I’ve been playing around with the idea of trying to fit an LSTM to do TDD in Python, and I figured I’d ask for your thoughts before investing a lot of time and sweat.
Why Python? Because it occurred to me that github’s stash of python functions with doctests, could be parsed into a (vast?) supervised dataset of semi testable code. For those unfamiliar with doctest, it is a simple way to add a few tests in a comment at the beginning of python functions or modules. The comments are parsed by the framework, run in python interpreter and checked against expected output:
The project could go somewhat like this:
- Scrape / fetch all-the-python from github.
- Train and validate a character level language model on a proven LSTM architecture on all-the-python to learn syntax.
- Mechanically clean up a subset of the python (e.g. only short python 3 utility functions with docstrings that pass tests even after they were removed from their context).

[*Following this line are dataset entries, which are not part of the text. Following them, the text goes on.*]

#[test]
fn partial_write_backpressure() {
    init_logging();
    let reactor = Rc::new(Reactor::new().unwrap());
    let established = Rc::new(Cell::new(false));
    let conn_slot: Rc<RefCell<Option<Connection>>> = Rc::new(RefCell::new(None));

    let listener = {
        let reactor = reactor.clone();
        let established = established.clone();
        let conn_slot = conn_slot.clone();
        ListeningSocket::create(Some("127.0.0.1:0"), reactor.clone(), move |listener, _peer| {
            let established = established.clone();
            let handlers = ConnHandlers::new().on_established(move |_conn| established.set(true));
            let conn = listener.accept(reactor.clone(), handlers).unwrap();
            *conn_slot.borrow_mut() = Some(conn);
        })
        .unwrap()
    };
    listener.bind("127.0.0.1:0").unwrap();
    listener.listen(16).unwrap();
    let addr = listener.local_address().unwrap();

    // A peer that connects but doesn't read right away, so the engine's
    // send queue has to absorb the backlog before the peer drains it.
    let peer = std::thread::spawn(move || {
        let mut stream = StdTcpStream::connect(addr).unwrap();
        std::thread::sleep(Duration::from_millis(300));
        let mut received = Vec::new();
        stream.read_to_end(&mut received).unwrap();
        received.len()
    });

    run_until(&reactor, &established, 100);
    assert!(established.get(), "connection never established");

    let payload = vec![b'x'; 4 * 1024 * 1024];
    let conn = conn_slot.borrow().as_ref().cloned().unwrap();
    conn.send(BytesMut::from(&payload[..])).unwrap();

    let drained = Rc::new(Cell::new(false));
    let drain_fires = Rc::new(Cell::new(0u32));
    conn.set_drain_handler({
        let drained = drained.clone();
        let drain_fires = drain_fires.clone();
        move |_conn| {
            drained.set(true);
            drain_fires.set(drain_fires.get() + 1);
        }
    });

    run_until(&reactor, &drained, 500);
    assert!(drained.get(), "send queue never drained");
    assert_eq!(drain_fires.get(), 1, "drain handler should fire exactly once");

    // The queue stays empty and the socket stays writable, so without the
    // one-shot clear the handler would keep firing on every later turn.
    for _ in 0..20 {
        reactor.turn(Some(Duration::from_millis(20))).unwrap();
    }
    assert_eq!(
        drain_fires.get(),
        1,
        "drain handler fired again after its one-shot completion"
    );

    conn.destroy();
    let received_len = peer.join().unwrap();
    assert_eq!(received_len, payload.len());
}

#[test]
fn connect_refusal() {
    init_logging();
    let reactor = Rc::new(Reactor::new().unwrap());

    // Grab a free loopback port, then release it: nothing is listening
    // there, so connecting to it is refused immediately.
    let probe = StdTcpListener::bind("127.0.0.1:0").unwrap();
    let addr = probe.local_addr().unwrap();
    drop(probe);

    let closed = Rc::new(Cell::new(false));
    let saw_error = Rc::new(Cell::new(false));
    let handlers = ConnHandlers::new().on_closed({
        let closed = closed.clone();
        let saw_error = saw_error.clone();
        move |_conn, err| {
            saw_error.set(err.is_some());
            closed.set(true);
        }
    });

    let conn = Connection::allocate(addr, reactor.clone(), handlers).unwrap();
    conn.connect(addr).unwrap();

    run_until(&reactor, &closed, 200);
    assert!(closed.get(), "connect refusal never surfaced as a close");
    assert!(saw_error.get(), "refused connect should close with an error");
}

#[test]
fn helper_short_circuits_send() {
    init_logging();
    let reactor = Rc::new(Reactor::new().unwrap());
    let conn_slot: Rc<RefCell<Option<Connection>>> = Rc::new(RefCell::new(None));

    let listener = {
        let reactor = reactor.clone();
        let conn_slot = conn_slot.clone();
        ListeningSocket::create(Some("127.0.0.1:0"), reactor.clone(), move |listener, _peer| {
            let conn = listener.accept(reactor.clone(), ConnHandlers::new()).unwrap();
            *conn_slot.borrow_mut() = Some(conn);
        })
        .unwrap()
    };
    listener.bind("127.0.0.1:0").unwrap();
    listener.listen(16).unwrap();
    let addr = listener.local_address().unwrap();

    let peer = std::thread::spawn(move || {
        let mut stream = StdTcpStream::connect(addr).unwrap();
        stream
            .set_read_timeout(Some(Duration::from_millis(300)))
            .unwrap();
        let mut buf = [0u8; 16];
        let result = stream.read(&mut buf);
        // Either a timeout (nothing arrived) or a clean EOF with zero bytes
        // both demonstrate the swallowed send never reached the wire.
        match result {
            Ok(0) => {}
            Ok(n) => panic!("expected no bytes, got {}", n),
            Err(e) => assert_eq!(e.kind(), std::io::ErrorKind::WouldBlock),
        }
    });

    let got_conn = Rc::new(Cell::new(false));
    for _ in 0..100 {
        reactor.turn(Some(Duration::from_millis(20))).unwrap();
        if conn_slot.borrow().is_some() {
            got_conn.set(true);
            break;
        }
    }
    assert!(got_conn.get(), "listener never handed us the connection");

    let conn = conn_slot.borrow().as_ref().cloned().unwrap();
    let _helper = conn.register_helper(HelperHandlers::new().on_send(|_buf| HandlerOutcome::Handled));
    conn.send(BytesMut::from(&b"swallowed"[..])).unwrap();

    // Give the peer time to observe nothing arriving.
    for _ in 0..20 {
        reactor.turn(Some(Duration::from_millis(20))).unwrap();
    }
    peer.join().unwrap();
}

- Train a custom head to complete the function body given its definition line and some docstring.
- Run linter / python interpreter in the loss function to penalize lines with syntax errors and wrong outputs (based on the remainder tests in the docstring).
Some questions and issues to spark discussion:
- Am I crazy, a decade a head of what’s possible, or could this work to a small degree?
- The huge computational load of running an interpreter in the loss function in the final state of training.
- The function definition plus one test is not enough to go on towards writing a function that generalizes.
- Overestimation of how many people have tested their code?
- Data leakage e.g. from forked repos
- Approaches to scraping / fetching
- Choice of architecture
- Loss function design
- Code license issues
- Wanna join forces?
- First fast.ai model to feed on its own code… -> singularity
Also let me know if you know any previous work along similar lines. I’ve tried to google some, but weeding anything relevant out of the sea of “python for LSTM” results is painful. I’ve found some inspiring work like this old classic, but nothing about code that would even strive to “do the right thing”.